§ WHAT THIS TASK INVOLVES: Which lines run from the one containing "let mut remaining" to the end of the records? Write them out exactly, both ends included, and nothing else.

§ EXTRACTED DATA:

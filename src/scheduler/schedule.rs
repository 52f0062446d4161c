//! The scheduling loop: meters cached requests into the bounded request queue.
//!
//! Every [`SCHEDULE_INTERVAL`] the loop moves as many requests from the request
//! cache as the request queue has room for. The cache absorbs bursts from analysis;
//! the bounded queue keeps the download loop's working set small.
//!
//! The loop ends when the stop sign goes up, acknowledging it under the
//! `scheduler` code, or when the cache or the request queue is closed.

use std::sync::Arc;
use std::time::Duration;

use tokio::task::JoinHandle;
use tokio::time::MissedTickBehavior;
use tracing::{debug, trace};

use super::session::{SCHEDULER_CODE, Session};

/// Pause between two scheduling passes.
pub const SCHEDULE_INTERVAL: Duration = Duration::from_millis(10);

pub(super) fn spawn(session: Arc<Session>) -> JoinHandle<()> {
    tokio::spawn(async move {
        let mut ticker = tokio::time::interval(SCHEDULE_INTERVAL);
        ticker.set_missed_tick_behavior(MissedTickBehavior::Delay);
        debug!("Scheduling loop started");
        loop {
            tokio::select! {
                _ = ticker.tick() => {}
                _ = session.stop_sign.signaled() => {}
            }
            if session.stopping(SCHEDULER_CODE) {
                break;
            }
            if session.cache.is_closed() || session.requests.is_closed() {
                break;
            }
            if !release_burst(&session).await {
                break;
            }
        }
        debug!("Scheduling loop finished");
    })
}

/// Moves cached requests into the request queue while it has room.
/// Returns `false` when the loop must end.
async fn release_burst(session: &Session) -> bool {
    let mut remaining = session.requests.remaining();
    while remaining > 0 {
        if session.stopping(SCHEDULER_CODE) {
            return false;
        }
        let Some(request) = session.cache.get() else {
            break;
        };
        trace!("Scheduling request {}", request.url);
        if !session.requests.send(request).await {
            return false;
        }
        remaining -= 1;
    }
    true
}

§ THE COMPLETED TASK:
    let mut remaining = session.requests.remaining();
    while remaining > 0 {
        if session.stopping(SCHEDULER_CODE) {
            return false;
        }
        let Some(request) = session.cache.get() else {
            break;
        };
        trace!("Scheduling request {}", request.url);
        if !session.requests.send(request).await {
            return false;
        }
        remaining -= 1;
    }
    true
}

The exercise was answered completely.